David Brooks of The New York Times writes an interesting article about Sting revisiting his past in order to move forward in the present:
Most of us have an urge, maybe more as we age, to circle back to the past and touch the places and things of childhood.
Brooks notes that going back home, as painful as it often is, does three helpful things:
- Creates: “The events of childhood are like the Hebrew alphabet; the vowels are missing, and the older self has to make sense of them. Robert Frost’s famous poem about the two paths diverging in the woods isn’t only about the two paths. It also describes how older people go back in memory and impose narrative order on choices that didn’t seem so clear at the time.”

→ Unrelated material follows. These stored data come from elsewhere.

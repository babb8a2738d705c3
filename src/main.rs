use axum::{Extension, Router};
use std::sync::Arc;
use tower_http::cors::CorsLayer;

use support_chat::{gemini_client::GeminiClient, handlers, middleware, AppState};

#[tokio::main]
async fn main() {
    // Load environment variables from .env file
    dotenvy::dotenv().ok();

    init_logging().expect("Failed to initialize logging");

    // Initialize Gemini client if API key is provided. A missing key is not
    // fatal: the site still serves, and the relay reports the
    // misconfiguration per request.
    let gemini_client = match std::env::var("GEMINI_API_KEY").ok() {
        Some(api_key) if !api_key.is_empty() => {
            let client = GeminiClient::new(api_key);
            let client = match std::env::var("GEMINI_MODEL").ok() {
                Some(model) if !model.is_empty() => client.with_model(model),
                _ => client,
            };
            tracing::info!("Initializing Gemini AI client for the support assistant...");
            Some(client)
        }
        _ => {
            tracing::warn!("GEMINI_API_KEY not found. Chat relay will reject requests.");
            None
        }
    };

    let shared_state = Arc::new(AppState { gemini_client });

    // Build our application with all routes and shared state
    let app = Router::new()
        .merge(handlers::ui::ui_routes())
        .merge(handlers::chat::chat_routes())
        .route("/api/status", axum::routing::get(api_status))
        .layer(axum::middleware::from_fn(
            middleware::logging::request_logging_middleware,
        ))
        .layer(CorsLayer::permissive())
        .layer(Extension(shared_state));

    let listener = tokio::net::TcpListener::bind("0.0.0.0:3000")
        .await
        .expect("Failed to bind 0.0.0.0:3000");
    tracing::info!("listening on {}", listener.local_addr().expect("listener has no local addr"));
    axum::serve(listener, app)
        .await
        .expect("server exited with an error");
}

// Production-grade logging configuration
fn init_logging() -> Result<(), Box<dyn std::error::Error>> {
    use tracing_subscriber::{layer::SubscriberExt, util::SubscriberInitExt, EnvFilter, fmt, Layer};

    // Get log level from environment or default to INFO for production
    let log_level = std::env::var("RUST_LOG").unwrap_or_else(|_| {
        if cfg!(debug_assertions) {
            "debug,support_chat=trace,reqwest=info,hyper=info,tower=info".to_string()
        } else {
            "info,support_chat=info,reqwest=warn,hyper=warn,tower=warn".to_string()
        }
    });

    let env_filter = EnvFilter::try_from_default_env().or_else(|_| EnvFilter::try_new(&log_level))?;

    // JSON logging for aggregation, human-readable otherwise
    let fmt_layer = if std::env::var("LOG_FORMAT").as_deref() == Ok("json") {
        fmt::layer()
            .json()
            .with_current_span(true)
            .with_span_list(false)
            .with_target(true)
            .boxed()
    } else {
        fmt::layer()
            .with_target(true)
            .with_file(true)
            .with_line_number(true)
            .boxed()
    };

    tracing_subscriber::registry()
        .with(env_filter)
        .with(fmt_layer)
        .init();

    tracing::info!("💬 Abhaya support chat starting up...");
    tracing::info!("Version: {}", env!("CARGO_PKG_VERSION"));
    tracing::info!(
        "Build mode: {}",
        if cfg!(debug_assertions) { "development" } else { "production" }
    );
    tracing::info!("Log level: {}", log_level);

    let gemini_configured = std::env::var("GEMINI_API_KEY").is_ok();
    tracing::info!(
        "Configuration - Gemini AI: {}",
        if gemini_configured { "✅" } else { "❌" }
    );

    Ok(())
}

async fn api_status(
    Extension(state): Extension<Arc<AppState>>,
) -> axum::response::Json<serde_json::Value> {
    use serde_json::json;

    let gemini_status = if state.gemini_client.is_some() {
        "configured"
    } else {
        "not_configured"
    };

    axum::response::Json(json!({
        "status": "operational",
        "version": env!("CARGO_PKG_VERSION"),
        "services": {
            "gemini_ai": gemini_status
        }
    }))
}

- Invents: “…a coherent tradition out of discrete moments and teasing out future implications. He has to see the world with two sets of eyes: the eyes of his own childhood self and the eyes of his current adult self.”
- Reorients: “Going back means recapturing the original aspirations. That’s one reason Jews go back to Exodus every year. It’s why Augustine went back during a moment of spiritual crisis and wrote a book about his original conversion.”
The effect of going home for Sting? “His creativity was reborn. Songs exploded from his head.”
Sting’s talk was a reminder to go forward with a backward glance, to go one layer down into self and then after self-confrontation, to leap forward out of self. History is filled with revivals, led by people who were reinvigorated for the future by a reckoning with the past.
Read Brooks’ illuminating article on Sting’s story here.
…as soon as I decided to honour the community I came from and tell their story, the songs started to come thick and fast. I’ve described it as a kind of projectile vomiting; a torrent of ideas, of characters and voices. Verses, couplets, entire songs almost formed whole materialized in front of me as if they’d been bottled up inside of me for many years.